Hierarchical variance decomposition of fish scale growth and age to investigate the relative contributions of readers and scales
L. Aulus-Giacosa A B , J.-C. Aymes A , P. Gaudin A and M. Vignon AA ECOBIOP, INRA, Univ. Pau and Pays Adour, E2S UPPA, F-64310 Saint-Pée-sur-Nivelle, France.
B Corresponding author. Email: lucie.aulus@inra.fr
Marine and Freshwater Research 70(12) 1828-1837 https://doi.org/10.1071/MF19059
Submitted: 18 August 2018 Accepted: 29 May 2019 Published: 29 August 2019
Journal Compilation © CSIRO 2019 Open Access CC BY-NC-ND
Abstract
Correct estimation of interindividual variability is of primary importance in models aiming to quantify population dynamics.
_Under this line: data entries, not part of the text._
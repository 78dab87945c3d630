#[cfg(feature = "progress_bar")]
use std::{
    fmt::{Display, Formatter},
    sync::atomic::{AtomicUsize, Ordering},
};
use std::{fs::File, io::Write, path::PathBuf, sync::Arc, time::Duration};

use argument::{Cli, Command, ValidationArgs};
use clap::Parser;
#[cfg(feature = "progress_bar")]
use colored::Colorize;
#[cfg(feature = "log")]
use proxywatch::initialize_logging;
use proxywatch::{
    cache::{Config, ProxyCache},
    providers::{CandidateSupplier, ProviderSupplier},
    proxy::models::ProxyCandidate,
    validator::{ProxyValidator, ValidationObserver, ValidationOptions, ValidationSummary},
};
#[cfg(feature = "progress_bar")]
use proxywatch::validator::ProgressUpdate;
use serde::Serialize;
#[cfg(feature = "progress_bar")]
use status_line::StatusLine;
use tokio::{runtime, signal, time};
use tokio_util::sync::CancellationToken;

mod argument;

fn main() {
    if let Err(e) = run_application() {
        eprintln!("Error: {:?}", e);
        std::process::exit(1);
    }
}

fn run_application() -> anyhow::Result<()> {
    let options = Cli::parse();

    #[cfg(feature = "log")]
    {
        let log_level = match options.log_level.as_str() {
            "debug" => log::LevelFilter::Debug,
            "info" => log::LevelFilter::Info,
            "warn" => log::LevelFilter::Warn,
            "error" => log::LevelFilter::Error,
            "trace" => log::LevelFilter::Trace,
            _ => log::LevelFilter::Off,
        };
        initialize_logging(log_level)?;
    }

    let runtime = runtime::Builder::new_multi_thread().enable_all().build()?;
    runtime.block_on(async {
        match options.command {
            Command::Validate {
                validation,
                format,
                output_file,
            } => validate_once(validation, &format, output_file).await,
            Command::Watch {
                validation,
                refresh_interval_secs,
            } => watch(validation, refresh_interval_secs).await,
        }
    })
}

fn validation_options(args: &ValidationArgs) -> ValidationOptions {
    ValidationOptions {
        target_url: args.target_url.clone(),
        timeout_ms: args.timeout_ms,
        concurrency: args.concurrency as usize,
        max_failure_samples: args.max_failure_samples,
        max_proxies: (args.max_proxies > 0).then_some(args.max_proxies),
        max_duration_ms: args.max_duration_ms,
    }
}

#[cfg(feature = "progress_bar")]
/// Live counters rendered on the status line while a pass runs.
struct PassProgress {
    total: AtomicUsize,
    tested: AtomicUsize,
    approved: AtomicUsize,
    timer: time::Instant,
}

#[cfg(feature = "progress_bar")]
impl Display for PassProgress {
    fn fmt(&self, f: &mut Formatter<'_>) -> std::fmt::Result {
        let total = self.total.load(Ordering::Relaxed);
        let tested = self.tested.load(Ordering::Relaxed);
        write!(
            f,
            "{} {} Validating proxies: {}/{} tested, {} approved ({}s)",
            format!("{}:", module_path!()).bright_blue(),
            "INFO".bright_blue(),
            tested,
            total,
            self.approved.load(Ordering::Relaxed).to_string().green(),
            self.timer.elapsed().as_secs()
        )
    }
}

#[cfg(feature = "progress_bar")]
struct ProgressLine(StatusLine<PassProgress>);

#[cfg(feature = "progress_bar")]
impl ValidationObserver for ProgressLine {
    fn on_progress(&self, progress: ProgressUpdate) {
        self.0.total.store(progress.total, Ordering::Relaxed);
        self.0.tested.store(progress.tested, Ordering::Relaxed);
        self.0.approved.store(progress.approved, Ordering::Relaxed);
    }
}

#[cfg(feature = "progress_bar")]
fn progress_observer(total: usize) -> Arc<dyn ValidationObserver> {
    Arc::new(ProgressLine(StatusLine::new(PassProgress {
        total: AtomicUsize::new(total),
        tested: AtomicUsize::new(0),
        approved: AtomicUsize::new(0),
        timer: time::Instant::now(),
    })))
}

#[cfg(not(feature = "progress_bar"))]
fn progress_observer(_total: usize) -> Arc<dyn ValidationObserver> {
    Arc::new(())
}

#[derive(Serialize)]
struct Report<'a> {
    summary: &'a ValidationSummary,
    proxies: &'a [ProxyCandidate],
}

/// One acquisition and one validation pass, then prints the approved list.
async fn validate_once(
    args: ValidationArgs,
    format: &str,
    output_file: Option<PathBuf>,
) -> anyhow::Result<()> {
    let options = validation_options(&args);
    let supplier = ProviderSupplier::new()?;
    let batch = supplier
        .load_candidates(Duration::from_millis(args.fetch_timeout_ms))
        .await?;

    for error in &batch.errors {
        eprintln!("source {} failed: {}", error.source, error.message);
    }

    let mut candidates = batch.candidates;
    if let Some(limit) = options.max_proxies {
        candidates.truncate(limit);
    }

    let cancel = CancellationToken::new();
    let deadline = options.max_duration_ms.map(|ms| {
        let token = cancel.clone();
        tokio::spawn(async move {
            time::sleep(Duration::from_millis(ms)).await;
            token.cancel();
        })
    });
    let interrupt = {
        let token = cancel.clone();
        tokio::spawn(async move {
            if signal::ctrl_c().await.is_ok() {
                token.cancel();
            }
        })
    };

    let observer = progress_observer(candidates.len());
    let summary = ProxyValidator::default()
        .validate(candidates, &options, &cancel, observer)
        .await;
    if let Some(deadline) = deadline {
        deadline.abort();
    }
    interrupt.abort();
    let summary = summary?;

    #[cfg(feature = "log")]
    log::info!(
        "{} of {} proxies approved, {} tested in {} ms{}",
        summary.approved,
        summary.total,
        summary.tested,
        summary.duration_ms,
        if summary.aborted { " (aborted)" } else { "" }
    );

    let output = match format {
        "json" => serde_json::to_string_pretty(&Report {
            summary: &summary,
            proxies: &summary.approved_proxies,
        })?,
        _ => {
            for sample in &summary.failure_samples {
                eprintln!("rejected {}: {}", sample.proxy, sample.reason);
            }
            summary
                .approved_proxies
                .iter()
                .map(ProxyCandidate::as_text)
                .collect::<Vec<_>>()
                .join("\n")
        }
    };

    if let Some(file_path) = output_file {
        let mut file = File::options()
            .write(true)
            .create(true)
            .truncate(true)
            .open(file_path)?;
        file.write_all(output.as_bytes())?;
        file.write_all(b"\n")?;
    } else if !output.is_empty() {
        println!("{}", output);
    }
    Ok(())
}

/// Keeps the cache running and prints every validated snapshot as JSON.
async fn watch(args: ValidationArgs, refresh_interval_secs: u64) -> anyhow::Result<()> {
    let cache = ProxyCache::with_defaults(Config {
        refresh_interval: Duration::from_secs(refresh_interval_secs),
        fetch_timeout: Duration::from_millis(args.fetch_timeout_ms),
        validation: validation_options(&args),
    })?;

    let (sender, receiver) = kanal::unbounded();
    let subscription = cache.subscribe(move |snapshot| {
        sender.send(snapshot.clone())?;
        Ok(())
    });
    let scheduler = cache.start();
    let receiver = receiver.to_async();

    loop {
        tokio::select! {
            _ = signal::ctrl_c() => break,
            snapshot = receiver.recv() => {
                println!("{}", serde_json::to_string(&snapshot?)?);
            }
        }
    }

    #[cfg(feature = "log")]
    log::info!("Shutting down");
    scheduler.stop();
    subscription.unsubscribe();
    Ok(())
}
In a fisheries context, individual information such as age and growth is often extracted using scales; however, the rationale for using a given scalimetric method (i.e. number of scales per individual and number of readers) is rarely discussed, but different sources of variance may affect the results. As a case study, we used scale growth and age of brown trout (Salmo trutta) caught in the Kerguelen Islands. Based on a nested design (readings of four scales per fish by two independent readers), we decomposed variance in growth and age according to fish (interindividual level), scales (intraindividual level) and readers by using repeatability analysis. The results highlight that most variation is attributable to fish. Readers and scales contribute little to interindividual variance, suggesting that inference was insensitive to intraorganism biological variation. Using additional scales or readers was an inefficient use of sampling resources. We argue that variance decomposition should be widely used for studies aimed at modelling natural variability in life history traits. This would improve our knowledge of the implications of measurement error, helping rationalise and define appropriate sampling strategies.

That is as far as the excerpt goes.